Açıklama
Beyaz Diş bir köpeğin vahşileştirildiği takdirde nelere dönüşebileceğini anlatan bir hikâye. Bu sarsıcı romanda Beyaz Diş adlı bir köpeğin, farklı insanların eline geçtiğinde ne gibi dönüşümler geçirebileceği; nefretle sevgi arasındaki farkı deneyimlemesi ve içgüdülerinin onu nasıl yönlendirdiği anlatılır. Her sahip yeni bir hayat ve yeni bir içgüdü demektir.

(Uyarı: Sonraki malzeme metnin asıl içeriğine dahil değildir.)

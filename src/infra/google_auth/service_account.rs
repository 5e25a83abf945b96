// =============================================================================
// SERVICE ACCOUNT AUTHENTICATION
// =============================================================================
//
// Alternative to the user token for unattended runs (cron, CI):
//
// 1. Create a service account in the Google Cloud Console and enable the
//    Google Sheets API for its project.
// 2. Create a JSON key for it.
// 3. Share the inventory spreadsheet with the service account email
//    (looks like: name@project.iam.gserviceaccount.com), "Viewer" access.
// 4. Set `GOOGLE_SERVICE_ACCOUNT_KEY` to the key path, or
//    `GOOGLE_SERVICE_ACCOUNT_JSON` to the key content.

use chrono::{Duration, Utc};
use jsonwebtoken::{encode, Algorithm, EncodingKey, Header};
use reqwest::Client;
use serde::{Deserialize, Serialize};
use std::path::Path;

use super::authorized_user::{request_token, DEFAULT_TOKEN_URI};
use super::{AuthError, Credential};

/// Service account credentials from the JSON key file.
#[derive(Debug, Clone, Deserialize)]
struct ServiceAccountCredentials {
    /// The service account email (used as issuer in JWT).
    client_email: String,

    /// The private key in PEM format.
    private_key: String,

    /// The token URI (where to exchange JWT for access token).
    #[serde(default = "default_token_uri")]
    token_uri: String,
}

fn default_token_uri() -> String {
    DEFAULT_TOKEN_URI.to_string()
}

/// JWT claims for Google OAuth2.
#[derive(Debug, Serialize)]
struct JwtClaims {
    iss: String,
    scope: String,
    aud: String,
    iat: i64,
    /// Max 1 hour after `iat`.
    exp: i64,
}

/// Authenticator that handles OAuth2 with service account credentials.
pub struct ServiceAccountAuth {
    credentials: ServiceAccountCredentials,
    scope: String,
    client: Client,
}

impl ServiceAccountAuth {
    /// Creates a new authenticator from a JSON key file path.
    pub async fn from_file(path: &Path, scope: &str) -> Result<Self, AuthError> {
        let content = tokio::fs::read_to_string(path).await?;
        Self::from_json(&content, scope)
    }

    /// Creates a new authenticator from JSON content.
    pub fn from_json(json: &str, scope: &str) -> Result<Self, AuthError> {
        let credentials: ServiceAccountCredentials = serde_json::from_str(json)?;
        Ok(Self {
            credentials,
            scope: scope.to_string(),
            client: Client::new(),
        })
    }

    pub fn client_email(&self) -> &str {
        &self.credentials.client_email
    }

    /// Signs a JWT assertion and exchanges it for an access token.
    pub async fn fetch_token(&self) -> Result<Credential, AuthError> {
        let now = Utc::now();
        let jwt = self.signed_assertion(now.timestamp())?;

        let response = request_token(
            &self.client,
            &self.credentials.token_uri,
            &[
                ("grant_type", "urn:ietf:params:oauth:grant-type:jwt-bearer"),
                ("assertion", jwt.as_str()),
            ],
        )
        .await?;

        tracing::info!(
            "Obtained service account token for {}",
            self.credentials.client_email
        );

        Ok(Credential {
            access_token: response.access_token,
            expires_at: response.expires_in.map(|secs| now + Duration::seconds(secs)),
        })
    }

    fn claims(&self, now: i64) -> JwtClaims {
        JwtClaims {
            iss: self.credentials.client_email.clone(),
            scope: self.scope.clone(),
            aud: self.credentials.token_uri.clone(),
            iat: now,
            exp: now + 3600,
        }
    }

    fn signed_assertion(&self, now: i64) -> Result<String, AuthError> {
        let header = Header::new(Algorithm::RS256);
        let key = EncodingKey::from_rsa_pem(self.credentials.private_key.as_bytes())?;
        Ok(encode(&header, &self.claims(now), &key)?)
    }
}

Kendisine kötü davranan bir sahibi olduğunda nefretle beslenen ve vahşileşen Beyaz Diş, kendisine sevgiyle yaklaşan bir insanla karşılaştığında vahşiliğinden sıyrılır. Beyaz Diş, annesiyle ayrı düşürülmelerinin ardından zor zamanlar geçirir. Ama bu kötü zamanlarda yaşadığı deneyimlerden hareketle de hayat hakkında kimi hükümlere varır:
Türler sınıflara ayrılmıştı. Bir bölümü kendi türünün öldürüp yediklerini kapsıyordu. Bu bölüm diğerlerini öldüremeyenler ve küçük katillerden oluşuyordu. Diğer bölüm ise kendi türünü öldürüp yiyor veya kendi türü tarafından öldürülüp yeniyordu. Ve bu sınıflandırmadan ortaya bir yasa çıkıyordu. Hayatın amacı et yemekti. Et yaşamın ta kendisiydi. Yaşam başka hayatlarla yaşamı sürdürmekti. Hayat yiyenlerle yem olanlardan oluşuyordu. Ve yasa şöyleydi: YA YERSİN YA DA YEM OLURSUN. Ama bu yasayı hiç düşünmedi bile, onu aklına dahi getirmeksizin sadece yaşadı. Çevresinde hep yasanın hüküm sürdüğünü görüyordu.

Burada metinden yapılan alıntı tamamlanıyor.